* WHAT IS REQUIRED *
Single out the lines of the material that contain "return" and copy them.

* INPUT DATA *
async fn add_foreign_key(
    driver: &dyn Driver,
    table: &'static dyn TableInfo,
    reference: &dyn lattice_core::schema::ReferenceInfo,
) -> Result<()> {
    let dialect = driver.dialect();
    if !dialect.supports_online_foreign_key_add() {
        return Err(LatticeError::configuration(
            table.name(),
            format!(
                "dialect `{}` cannot add a foreign key to an existing table; recreate the table in a migration instead",
                dialect.kind()
            ),
        ));
    }

    let constraint_name = format!(
        "fk_{}_{}",
        table.name(),
        reference.source_fields().join("_")
    );
    let probe = format!(
        "SELECT COUNT(*) FROM {} t LEFT JOIN {} r ON {} WHERE {} AND ({})",
        dialect.quote_identifier(table.name()),
        dialect.quote_identifier(reference.target_table().name()),
        join_condition(dialect, reference),
        reference
            .source_fields()
            .iter()
            .map(|f| format!("t.{} IS NOT NULL", dialect.quote_identifier(f)))
            .collect::<Vec<_>>()
            .join(" OR "),
        reference
            .target_fields()
            .iter()
            .map(|f| format!("r.{} IS NULL", dialect.quote_identifier(f)))
            .collect::<Vec<_>>()
            .join(" AND ")
    );
    let violations = match driver.val(&probe, &[]).await? {
        Some(DbValue::Int(n)) => n as u64,
        _ => 0,
    };
    if violations > 0 {
        return Err(LatticeError::ConstraintPreflight {
            table: table.name().to_string(),
            constraint: constraint_name,
            violation_count: violations,
            query: probe,
        });
    }

    let sql = format!(
        "ALTER TABLE {} ADD CONSTRAINT {} FOREIGN KEY ({}) REFERENCES {} ({}) ON DELETE {}",
        dialect.quote_identifier(table.name()),
        dialect.quote_identifier(&constraint_name),
        quote_list(dialect, reference.source_fields()),
        dialect.quote_identifier(reference.target_table().name()),
        quote_list(dialect, reference.target_fields()),
        on_delete_sql(reference.on_delete())
    );
    driver.run(&sql, &[]).await.map_err(|e| LatticeError::Ensure {
        operation: "add_foreign_key",
        table: table.name().to_string(),
        step: 3,
        message: e.to_string(),
    })?;
    Ok(())
}

fn join_condition(dialect: &dyn Dialect, reference: &dyn lattice_core::schema::ReferenceInfo) -> String {
    reference
        .source_fields()
        .iter()
        .zip(reference.target_fields())
        .map(|(src, tgt)| {
            format!(
                "t.{} = r.{}",
                dialect.quote_identifier(src),
                dialect.quote_identifier(tgt)
            )
        })
        .collect::<Vec<_>>()
        .join(" AND ")
}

* EXERCISE SOLUTION *
        return Err(LatticeError::configuration(
        return Err(LatticeError::ConstraintPreflight {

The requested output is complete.